In February, FBI officials made a presentation to the Justice Department, according to these people. By all accounts, the meeting didn’t go well.

Some said that is because the FBI didn’t present compelling evidence to justify more aggressive pursuit of the Clinton Foundation, and that the career public integrity prosecutors in the room simply believed it wasn’t a very strong case. Others said that from the start, the Justice Department officials were stern, icy and dismissive of the case.

“That was one of the weirdest meetings I’ve ever been to,” one participant told others afterward, according to people familiar with the matter.
Needless to say, the probe into the Foundation faded.

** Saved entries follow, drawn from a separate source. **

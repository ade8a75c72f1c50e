//! tableau
//!
//! A small engine for preparing and drawing a static composite 3D scene:
//! a fixed set of primitive meshes positioned, textured, and lit to
//! resemble table-top objects. The crate owns the scene's resource and
//! state registry: bounded texture-slot allocation, tag-addressed
//! materials, and the per-draw protocol that pushes transform, texture,
//! overlay, material and UV-scale uniforms into a shading pipeline before
//! each draw call. Mesh tessellation, shader compilation and window setup
//! stay outside, behind small trait seams.
//!
//! High-level modules
//! - `binder`: per-draw render state pushes (transform, color, texture, material)
//! - `bridge`: the named-uniform setter seam towards the shading pipeline
//! - `data_structures`: records, draw descriptors and transform composition
//! - `meshes`: the primitive draw seam towards mesh storage
//! - `pipelines`: wgpu-backed uniform buffers and texture storage
//! - `resources`: image decoding, the texture registry and the material library
//! - `scene`: one-time scene preparation and the sequential draw loop
//!

pub mod binder;
pub mod bridge;
pub mod data_structures;
pub mod meshes;
pub mod pipelines;
pub mod resources;
pub mod scene;

// Re-exports commonly used types for convenience in downstream code.
pub use cgmath::*;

But back to the Clinton probe, according to a person familiar with the probes, on Aug. 12, a senior Justice Department official called Mr. McCabe to voice his displeasure at finding that New York FBI agents were still openly pursuing the Clinton Foundation probe, despite the department’s refusal to allow more aggressive investigative methods in the case. Mr. McCabe said agents still had the authority to pursue the issue as long as they didn’t use those methods.

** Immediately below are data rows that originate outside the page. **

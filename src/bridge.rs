//! The named-uniform seam towards the shading pipeline.
//!
//! Uniform state is process-wide shared mutable state: whatever was pushed
//! last is what the next draw reads. The engine writes it exclusively through
//! [`StateBinder`](crate::binder::StateBinder), draws read it through the
//! mesh library, and the two are never interleaved within one draw.

use cgmath::{Matrix4, Vector2, Vector3, Vector4};

/// Named-uniform setters the shading pipeline exposes.
///
/// One setter per uniform type the scene pushes. Implementations keep the
/// last pushed value per name; nothing resets between draws.
pub trait ShaderBridge {
    fn set_bool(&mut self, name: &str, value: bool);
    fn set_int(&mut self, name: &str, value: i32);
    fn set_float(&mut self, name: &str, value: f32);
    fn set_vec2(&mut self, name: &str, value: Vector2<f32>);
    fn set_vec3(&mut self, name: &str, value: Vector3<f32>);
    fn set_vec4(&mut self, name: &str, value: Vector4<f32>);
    fn set_mat4(&mut self, name: &str, value: Matrix4<f32>);
    /// Bind a sampler uniform to a texture unit index.
    fn set_sampler(&mut self, name: &str, slot: u32);
}
//! Image decoding for texture assets.
//!
//! The registry consumes decoded pixels through the [`ImageCodec`] trait so
//! that tests can feed it synthetic images. [`FileImageCodec`] is the real
//! implementation on top of the `image` crate.

use std::path::{Path, PathBuf};

use anyhow::Context;
use image::GenericImageView;

use crate::data_structures::texture::DecodedImage;

/// Decodes an image asset into raw pixels.
///
/// Implementations must return rows bottom-up (flip-on-load), so that UV
/// origin sits at the bottom-left the way the shading pipeline samples.
pub trait ImageCodec {
    fn decode(&self, path: &Path) -> anyhow::Result<DecodedImage>;
}

/// File-based codec resolving relative paths against an asset root.
pub struct FileImageCodec {
    asset_root: PathBuf,
}

impl FileImageCodec {
    /// Codec rooted at the given directory. Absolute asset paths bypass the
    /// root.
    pub fn new(asset_root: impl Into<PathBuf>) -> Self {
        Self {
            asset_root: asset_root.into(),
        }
    }

    fn resolve(&self, path: &Path) -> PathBuf {
        if path.is_absolute() {
            path.to_path_buf()
        } else {
            self.asset_root.join(path)
        }
    }
}

impl Default for FileImageCodec {
    fn default() -> Self {
        Self::new("assets")
    }
}

impl ImageCodec for FileImageCodec {
    fn decode(&self, path: &Path) -> anyhow::Result<DecodedImage> {
        let resolved = self.resolve(path);
        let img = image::open(&resolved)
            .with_context(|| format!("could not load image {}", resolved.display()))?;
        // The pipeline samples with the origin at the bottom-left.
        let img = img.flipv();

        let channels = img.color().channel_count();
        let (width, height) = img.dimensions();
        let pixels = match channels {
            3 => img.to_rgb8().into_raw(),
            4 => img.to_rgba8().into_raw(),
            // Unsupported layouts are passed through untouched; the registry
            // rejects them by channel count.
            _ => img.as_bytes().to_vec(),
        };

        Ok(DecodedImage {
            pixels,
            width,
            height,
            channels,
        })
    }
}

At this point a question emerges: did McCabe seek to defend or press on with a Clinton probe:
Mr. McCabe’s defenders in the agency said that following the call, he repeated the instruction that he had given earlier in the Clinton Foundation investigation: Agents were to keep pursuing the work within the authority they had.

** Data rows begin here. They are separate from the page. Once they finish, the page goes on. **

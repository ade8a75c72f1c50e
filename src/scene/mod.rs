//! Scene preparation and the sequential draw loop.
//!
//! Preparation runs once to completion before any draw: every texture asset
//! is decoded and uploaded into a registry slot, slots are bound, materials
//! are defined and the light rig is applied. Rendering then walks the layout
//! strictly in order, one full state-push sequence followed by one draw,
//! with no overlap.

pub mod lighting;
pub mod tabletop;

use std::path::PathBuf;

use crate::binder::StateBinder;
use crate::bridge::ShaderBridge;
use crate::data_structures::layout::{Appearance, DrawDescriptor};
use crate::data_structures::material::Material;
use crate::meshes::MeshLibrary;
use crate::resources::codec::ImageCodec;
use crate::resources::materials::MaterialLibrary;
use crate::resources::registry::{TextureRegistry, TextureStorage};
use crate::scene::lighting::LightRig;

/// One texture asset to load at preparation time.
#[derive(Clone, Debug)]
pub struct TextureAsset {
    pub path: PathBuf,
    pub tag: String,
}

impl TextureAsset {
    pub fn new(path: impl Into<PathBuf>, tag: impl Into<String>) -> Self {
        Self {
            path: path.into(),
            tag: tag.into(),
        }
    }
}

/// Everything that describes one static scene: assets to load, materials to
/// define, the light rig and the ordered draw layout.
#[derive(Clone, Debug, Default)]
pub struct SceneDefinition {
    pub texture_assets: Vec<TextureAsset>,
    pub materials: Vec<Material>,
    pub lights: LightRig,
    pub layout: Vec<DrawDescriptor>,
}

/// A prepared scene: populated registries ready to drive draws.
pub struct Scene {
    textures: TextureRegistry,
    materials: MaterialLibrary,
}

impl Scene {
    /// Load and bind every texture, define every material and apply the
    /// light rig.
    ///
    /// A texture that fails to load is logged and skipped; the scene
    /// continues with that tag unresolved and later draws fall back through
    /// the binder's placeholder path. Only the one-time preparation work
    /// happens here; no draws are issued.
    pub fn prepare<B>(
        definition: &SceneDefinition,
        codec: &dyn ImageCodec,
        bridge: &mut B,
    ) -> Self
    where
        B: ShaderBridge + TextureStorage,
    {
        let mut textures = TextureRegistry::new();
        for asset in &definition.texture_assets {
            if let Err(err) = textures.load(codec, bridge, &asset.path, &asset.tag) {
                log::warn!("skipping texture {:?}: {}", asset.tag, err);
            }
        }
        textures.bind_all(bridge);

        let mut materials = MaterialLibrary::new();
        for material in &definition.materials {
            materials.define(material.clone());
        }

        definition.lights.apply(bridge);

        Self {
            textures,
            materials,
        }
    }

    /// Draw the layout in order.
    ///
    /// Per descriptor the full push sequence runs before its draw: transform,
    /// then color or texture (plus overlay), UV scale, material. A descriptor
    /// that enabled the overlay gets the flag cleared again right after its
    /// draw so it cannot leak into the next one.
    pub fn render<B: ShaderBridge>(
        &self,
        layout: &[DrawDescriptor],
        bridge: &mut B,
        meshes: &mut dyn MeshLibrary,
    ) {
        for descriptor in layout {
            self.draw(descriptor, bridge, meshes);
        }
    }

    fn draw<B: ShaderBridge>(
        &self,
        descriptor: &DrawDescriptor,
        bridge: &mut B,
        meshes: &mut dyn MeshLibrary,
    ) {
        let mut binder = StateBinder::new(bridge, &self.textures, &self.materials);

        binder.set_transform(
            descriptor.scale,
            descriptor.rotation_deg.x,
            descriptor.rotation_deg.y,
            descriptor.rotation_deg.z,
            descriptor.position,
        );

        let overlaid = match &descriptor.appearance {
            Appearance::Flat { color } => {
                binder.set_flat_color(color.x, color.y, color.z, color.w);
                false
            }
            Appearance::Textured { texture, overlay } => {
                binder.set_texture(texture);
                if let Some(overlay) = overlay {
                    binder.set_texture_overlay(overlay);
                }
                overlay.is_some()
            }
        };

        binder.set_uv_scale(descriptor.uv_scale.x, descriptor.uv_scale.y);

        if let Some(material) = &descriptor.material {
            binder.set_material(material);
        }

        meshes.draw(descriptor.primitive);

        if overlaid {
            binder.set_texture_overlay("");
        }
    }

    /// Release every texture handle and empty the registry. Call once at
    /// session end, never while a draw is in flight.
    pub fn teardown(mut self, storage: &mut dyn TextureStorage) {
        self.textures.teardown(storage);
    }

    pub fn textures(&self) -> &TextureRegistry {
        &self.textures
    }

    pub fn materials(&self) -> &MaterialLibrary {
        &self.materials
    }
}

Others further down the FBI chain of command, however, said agents were given a much starker instruction on the case: “Stand down.” When agents questioned why they weren’t allowed to take more aggressive steps, they said they were told the order had come from the deputy director—Mr. McCabe. Others familiar with the matter deny Mr. McCabe or any other senior FBI official gave such a stand-down instruction.
At this point the two probes, into Hillary's email and the Clinton Foundation converged:
For agents who already felt uneasy about FBI leadership’s handling of the Clinton Foundation case, the moment only deepened their concerns, these people said. For those who felt the probe hadn’t yet found significant evidence of criminal conduct, the leadership’s approach was the right response to the facts on the ground.
Things accelerated over the past two months, when in September, agents on the foundation case asked to see the emails contained on nongovernment laptops that had been searched as part of the Clinton email case, but that request was rejected by prosecutors at the Eastern District of New York, in Brooklyn. Those emails were given to the FBI based on grants of partial immunity and limited-use agreements, meaning agents could only use them for the purpose of investigating possible mishandling of classified information.
Some FBI agents were dissatisfied with that answer, and asked for permission to make a similar request to federal prosecutors in Manhattan, according to people familiar with the matter. Mr. McCabe, these people said, told them no and added that they could not “go prosecutor-shopping.”

Not long after that discussion, FBI agents informed the bureau’s leaders about the Weiner laptop, prompting Mr. Comey’s disclosure to Congress and setting of the furor that promises to consume the final days of a tumultuous campaign
While much of the latest developments are known, or could have been inferred assuming more corruption within government agencies, the punchline is that the weeks if not months of upcoming work means that if Clinton wins the White House, she will likely do so amid at least one ongoing investigation into her inner circle being handled by law-enforcement officials who are deeply divided over how to manage such cases. It also means that Trump will be hounding Hilllary for the remainder of the campaign as being the only presidential candidate to seek election with a recently reopened criminal probe hanging over her head.